** Data follows **
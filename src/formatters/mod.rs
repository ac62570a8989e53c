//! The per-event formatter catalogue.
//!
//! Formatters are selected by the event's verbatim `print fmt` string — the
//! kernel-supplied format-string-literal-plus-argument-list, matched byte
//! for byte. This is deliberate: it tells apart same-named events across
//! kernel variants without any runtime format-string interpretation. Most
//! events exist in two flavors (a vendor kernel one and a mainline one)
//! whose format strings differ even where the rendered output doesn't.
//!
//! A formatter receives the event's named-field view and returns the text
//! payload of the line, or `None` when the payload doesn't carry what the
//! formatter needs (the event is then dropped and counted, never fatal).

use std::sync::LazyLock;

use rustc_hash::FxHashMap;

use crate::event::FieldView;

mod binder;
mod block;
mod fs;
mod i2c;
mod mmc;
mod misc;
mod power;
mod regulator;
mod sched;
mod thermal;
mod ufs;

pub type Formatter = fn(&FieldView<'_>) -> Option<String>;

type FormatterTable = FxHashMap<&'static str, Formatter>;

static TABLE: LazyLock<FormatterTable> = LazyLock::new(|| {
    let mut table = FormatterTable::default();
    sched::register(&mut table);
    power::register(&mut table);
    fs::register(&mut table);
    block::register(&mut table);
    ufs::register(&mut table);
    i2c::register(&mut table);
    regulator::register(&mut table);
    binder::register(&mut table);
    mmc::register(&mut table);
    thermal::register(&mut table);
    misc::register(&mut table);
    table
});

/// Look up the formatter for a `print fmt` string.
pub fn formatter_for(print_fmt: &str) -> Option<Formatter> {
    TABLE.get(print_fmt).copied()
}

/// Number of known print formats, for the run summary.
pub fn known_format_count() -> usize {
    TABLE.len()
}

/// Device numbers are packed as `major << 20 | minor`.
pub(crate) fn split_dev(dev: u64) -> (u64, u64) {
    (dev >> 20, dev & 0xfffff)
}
** End of Data **
** Data follows **
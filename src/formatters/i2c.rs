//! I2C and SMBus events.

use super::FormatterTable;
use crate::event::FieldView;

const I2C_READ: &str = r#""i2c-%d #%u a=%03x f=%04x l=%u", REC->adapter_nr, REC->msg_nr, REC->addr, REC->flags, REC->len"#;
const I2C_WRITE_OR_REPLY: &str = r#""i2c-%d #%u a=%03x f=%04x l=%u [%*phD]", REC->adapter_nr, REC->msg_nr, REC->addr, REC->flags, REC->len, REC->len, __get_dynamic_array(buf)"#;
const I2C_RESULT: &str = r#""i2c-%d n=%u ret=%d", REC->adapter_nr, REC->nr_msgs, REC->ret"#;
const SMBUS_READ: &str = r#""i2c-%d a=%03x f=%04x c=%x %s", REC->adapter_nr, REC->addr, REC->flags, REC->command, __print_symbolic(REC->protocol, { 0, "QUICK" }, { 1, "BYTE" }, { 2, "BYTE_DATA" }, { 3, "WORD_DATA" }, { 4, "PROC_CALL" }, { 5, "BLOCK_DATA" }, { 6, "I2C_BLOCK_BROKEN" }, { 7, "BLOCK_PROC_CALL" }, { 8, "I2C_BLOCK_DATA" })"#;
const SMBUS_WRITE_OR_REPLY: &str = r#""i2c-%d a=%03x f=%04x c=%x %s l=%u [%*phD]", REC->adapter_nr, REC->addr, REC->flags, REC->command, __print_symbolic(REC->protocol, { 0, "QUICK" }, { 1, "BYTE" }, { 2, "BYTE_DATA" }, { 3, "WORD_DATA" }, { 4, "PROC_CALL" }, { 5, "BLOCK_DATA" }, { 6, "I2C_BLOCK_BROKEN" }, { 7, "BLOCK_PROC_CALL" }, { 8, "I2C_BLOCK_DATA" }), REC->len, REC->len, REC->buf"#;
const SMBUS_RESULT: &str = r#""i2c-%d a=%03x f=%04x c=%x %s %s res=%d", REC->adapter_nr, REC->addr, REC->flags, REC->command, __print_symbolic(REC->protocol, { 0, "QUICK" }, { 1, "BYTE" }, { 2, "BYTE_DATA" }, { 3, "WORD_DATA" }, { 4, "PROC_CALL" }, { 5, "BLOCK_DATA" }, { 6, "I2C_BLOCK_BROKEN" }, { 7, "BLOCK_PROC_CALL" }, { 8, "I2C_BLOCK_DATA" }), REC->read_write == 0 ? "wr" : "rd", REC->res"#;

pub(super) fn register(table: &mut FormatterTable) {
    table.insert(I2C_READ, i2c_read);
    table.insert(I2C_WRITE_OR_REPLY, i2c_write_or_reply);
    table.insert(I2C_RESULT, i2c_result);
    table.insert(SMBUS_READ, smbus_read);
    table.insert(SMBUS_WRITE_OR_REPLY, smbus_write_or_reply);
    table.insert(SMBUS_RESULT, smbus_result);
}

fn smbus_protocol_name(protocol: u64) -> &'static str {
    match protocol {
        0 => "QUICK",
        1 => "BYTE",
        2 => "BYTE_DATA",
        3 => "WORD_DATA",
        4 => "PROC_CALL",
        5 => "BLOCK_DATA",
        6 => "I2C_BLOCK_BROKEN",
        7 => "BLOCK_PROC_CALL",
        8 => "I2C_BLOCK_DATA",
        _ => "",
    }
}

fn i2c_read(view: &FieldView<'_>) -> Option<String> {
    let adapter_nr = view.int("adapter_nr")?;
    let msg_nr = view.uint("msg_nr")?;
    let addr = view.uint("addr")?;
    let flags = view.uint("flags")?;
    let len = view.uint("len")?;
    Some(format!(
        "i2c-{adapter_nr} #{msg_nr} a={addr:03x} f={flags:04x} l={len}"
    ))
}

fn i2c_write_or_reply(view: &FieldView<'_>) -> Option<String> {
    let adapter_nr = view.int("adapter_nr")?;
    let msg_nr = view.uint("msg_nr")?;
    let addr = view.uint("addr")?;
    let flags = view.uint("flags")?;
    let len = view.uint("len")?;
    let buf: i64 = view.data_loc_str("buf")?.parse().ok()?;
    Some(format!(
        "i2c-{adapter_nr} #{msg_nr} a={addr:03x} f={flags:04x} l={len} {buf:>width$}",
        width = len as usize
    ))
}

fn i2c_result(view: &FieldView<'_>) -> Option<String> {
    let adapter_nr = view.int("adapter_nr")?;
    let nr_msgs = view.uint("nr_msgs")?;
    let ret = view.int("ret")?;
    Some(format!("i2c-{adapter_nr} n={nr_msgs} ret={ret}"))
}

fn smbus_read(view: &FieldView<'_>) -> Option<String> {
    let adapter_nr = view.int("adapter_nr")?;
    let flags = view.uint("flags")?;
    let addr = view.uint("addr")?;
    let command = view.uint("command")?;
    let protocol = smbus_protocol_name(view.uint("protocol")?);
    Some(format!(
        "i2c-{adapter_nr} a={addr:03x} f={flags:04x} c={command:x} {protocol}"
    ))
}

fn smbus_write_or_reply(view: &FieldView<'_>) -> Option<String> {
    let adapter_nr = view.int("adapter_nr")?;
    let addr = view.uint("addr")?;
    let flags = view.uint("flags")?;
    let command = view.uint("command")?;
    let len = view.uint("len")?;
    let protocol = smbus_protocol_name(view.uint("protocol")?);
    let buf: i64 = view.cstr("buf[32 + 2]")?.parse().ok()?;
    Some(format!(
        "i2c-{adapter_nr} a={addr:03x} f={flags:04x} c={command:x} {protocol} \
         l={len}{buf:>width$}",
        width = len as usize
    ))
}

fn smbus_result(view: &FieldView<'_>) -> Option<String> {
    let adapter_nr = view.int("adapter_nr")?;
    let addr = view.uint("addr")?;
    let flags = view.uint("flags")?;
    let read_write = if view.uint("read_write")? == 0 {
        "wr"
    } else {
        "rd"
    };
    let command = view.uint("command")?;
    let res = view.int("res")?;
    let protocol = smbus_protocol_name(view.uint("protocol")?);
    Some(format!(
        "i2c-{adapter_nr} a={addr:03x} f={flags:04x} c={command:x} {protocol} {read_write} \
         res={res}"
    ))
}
** End of Data **
**Your goal**
What you give back must be the stretch above, starting at the line with "filename src/formatters/mod.rs" and ending at the line with "format-string-literal-plus-argument-list, matched byte", copied exactly.

**Answer area**
filename src/formatters/mod.rs
repository ac62570a8989e53c
//! The per-event formatter catalogue.
//!
//! Formatters are selected by the event's verbatim `print fmt` string — the
//! kernel-supplied format-string-literal-plus-argument-list, matched byte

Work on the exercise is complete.